EGAN’s most recent GAAP Rule of 40 calculation was 14.9% as of FQ1 2023, so the firm is in need of material improvement in this regard, per the table below:
Rule of 40 - GAAP |
Calculation |
Recent Rev. Growth % |
18.1% |
GAAP EBITDA % |
-3.2% |
Total |
14.9% |
(Source - Seeking Alpha)
Commentary On eGain
In its last earnings call (Source - Seeking Alpha), covering FQ1 2023’s results, management highlighted the announcement of its eGain Marketplace and expects its partners to publish solutions for ‘gamification, compliance, analytics and much more.’
However, the firm is ‘seeing some challenges in [its] European business’, so management is pausing the hiring of the next batch of sales reps and turning its focus to making its existing sales efforts more efficient.
Also, the leadership said it plans to ‘take a more balanced approach to growth and profitability due to macroeconomic uncertainties.
As to its financial results, total revenue rose 20% year-over-year in constant currency, but only 15.3% on an as-reported basis.
The company’s LTM dollar-based retention rate was 103% versus 113% a year ago, indicating a negative environment for customer retention in its European region.

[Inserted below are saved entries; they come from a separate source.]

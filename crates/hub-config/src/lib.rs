//! Configuration and utilities for the Skills Hub session core.

mod config;
mod error;
mod logging;
mod paths;

pub use config::{Config, DEFAULT_SUPABASE_PUBLISHABLE_KEY, DEFAULT_SUPABASE_URL};
pub use error::{CoreError, CoreResult};
pub use logging::{init_logging, parse_level};
pub use paths::Paths;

The firm’s Rule of 40 results have been in need of improvement, with a moderate revenue growth result dampened by a negative operating result contributing to a disappointing figure for this metric.
EGAN generated a GAAP operating loss and SG&A as a percentage of total revenue rose year-over-year.
At least earnings per share broke even during the quarter.
For the balance sheet, the firm finished the quarter with cash and equivalents of $71.5 million and no debt.
Over the trailing twelve months, free cash flow was $1.1 million, of which capital expenditures accounted for $600,000. The company paid a hefty $11.3 million in stock-based compensation in the last four quarters.
Looking ahead, management expects revenue growth for fiscal 2023 to be 10% at the midpoint of the range and GAAP net loss of $0.085 per share.
Regarding valuation, the market is valuing EGAN at an EV/Sales multiple of around 2.6x.
The Meritech Capital Index of publicly held SaaS software companies showed an average forward EV/Revenue multiple of around 6.2x on February 6, 2023, as the chart shows here:
Enterprise Value / Next 12 Months Revenue Multiple Index (Meritech Capital)
So, by comparison, EGAN is currently valued by the market at a significant discount to the broader Meritech Capital Index, at least as of February 6, 2023.
The primary risk to the company’s outlook is a likely macroeconomic slowdown, which may accelerate existing customer churn, produce slower sales cycles and reduce its revenue growth trajectory.
Given the effects of slowing sales cycles that are already creeping into the firm’s results as well as higher customer churn in Europe, I’m cautious about EGAN in the period ahead.
My outlook on EGAN is a Hold for the near term.